Knockdown of mutated H-Ras V12 expression induces chemosensitivity of hepatocellular carcinoma cells to cisplatin treatment in vitro and in nude mouse xenografts

Ras mutations contribute to human cancer development. The present study assessed the Ras V12 mutation in hepatocellular carcinoma (HCC) cells and the role of its silencing in vitro and in nude mouse xenografts. HCC BEL7402 cells expressed mutations of V12 (Val/Gly) and wild-type H-Ras, whereas SMMC7721 cells only expressed wild-type H-Ras. The shRNA constructs specifically silenced mutated H-Ras expression in BEL7402 cells, but did not affect wild-type Ras expression in SMMC7721 cells.

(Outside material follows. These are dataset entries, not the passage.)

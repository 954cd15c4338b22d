use defer_ngin::{
    data_structures::{light::Lights, texture::TextureData},
    device::DeviceTexture,
    render::{RenderTarget, lighting_data},
    tables::DenseIndexing,
};

use crate::common::test_utils::{host_tables, init_logger, read_u32s};
mod common;

#[test]
fn window_drags_do_not_grow_the_texture_table() {
    init_logger();
    let (device, mut tables) = host_tables(DenseIndexing::Stable);
    tables.textures.create(&TextureData::solid([255; 4]), "white");
    let mut gbuffer = RenderTarget::gbuffer(&mut tables.textures, 800, 600);
    let mut lighting = RenderTarget::lighting(&mut tables.textures, 800, 600);
    let entries = tables.textures.len();
    assert_eq!(entries, 8);

    // A drag delivers one resize per intermediate size.
    for step in 1..=300u32 {
        let (width, height) = (800 + step, 600 + step / 2);
        gbuffer.resize(&mut tables.textures, width, height);
        lighting.resize(&mut tables.textures, width, height);
    }

    assert_eq!(tables.textures.len(), entries);
    assert_eq!(device.stats().textures_created, entries + 300 * 7);
    for handle in gbuffer.handles().chain(lighting.handles()) {
        let texture = tables.textures.get(handle);
        assert_eq!((texture.width(), texture.height()), (1100, 750));
    }
}

#[test]
fn resized_attachments_are_described_in_the_record_mirror() {
    let (_, mut tables) = host_tables(DenseIndexing::Stable);
    let mut gbuffer = RenderTarget::gbuffer(&mut tables.textures, 64, 32);
    let before = lighting_data(&Lights::default(), &gbuffer).gbuffer;

    gbuffer.resize(&mut tables.textures, 128, 96);

    // Lighting keeps addressing the same handles.
    assert_eq!(lighting_data(&Lights::default(), &gbuffer).gbuffer, before);
    let position = gbuffer.color(3).index() as u64;
    let record = read_u32s(tables.textures.record_buffer(), position * 16, 2);
    assert_eq!(record, vec![128, 96]);
}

Silencing of mutated H-Ras expression reduced BEL7402 cell viability, induced apoptosis and arrested cells at the G0/G1 phase of the cell cycle. Expression of phospho-Akt was also significantly decreased, while several apoptotic proteins were also activated. Furthermore, sensitivity of stably H1-shRNA and H2-shRNA transfected BEL7402 cells to cisplatin treatment was increased by 7.19- and 5.39-fold, respectively, compared to that in the negative control cells, and apoptosis-related gene expression was also altered. Intraperitoneal administration of cisplatin led to a substantial reduction in HCC xenograft growth by 81 and 77% in the H1-shRNA and H2-shRNA transfected tumor xenografts, respectively, compared to a 37% reduction in mice bearing negative control tumor cells. These data demonstrate that knockdown of mutated H-Ras V12 expression induced chemosensitivity of HCC cells to cisplatin treatment in vitro and in vivo.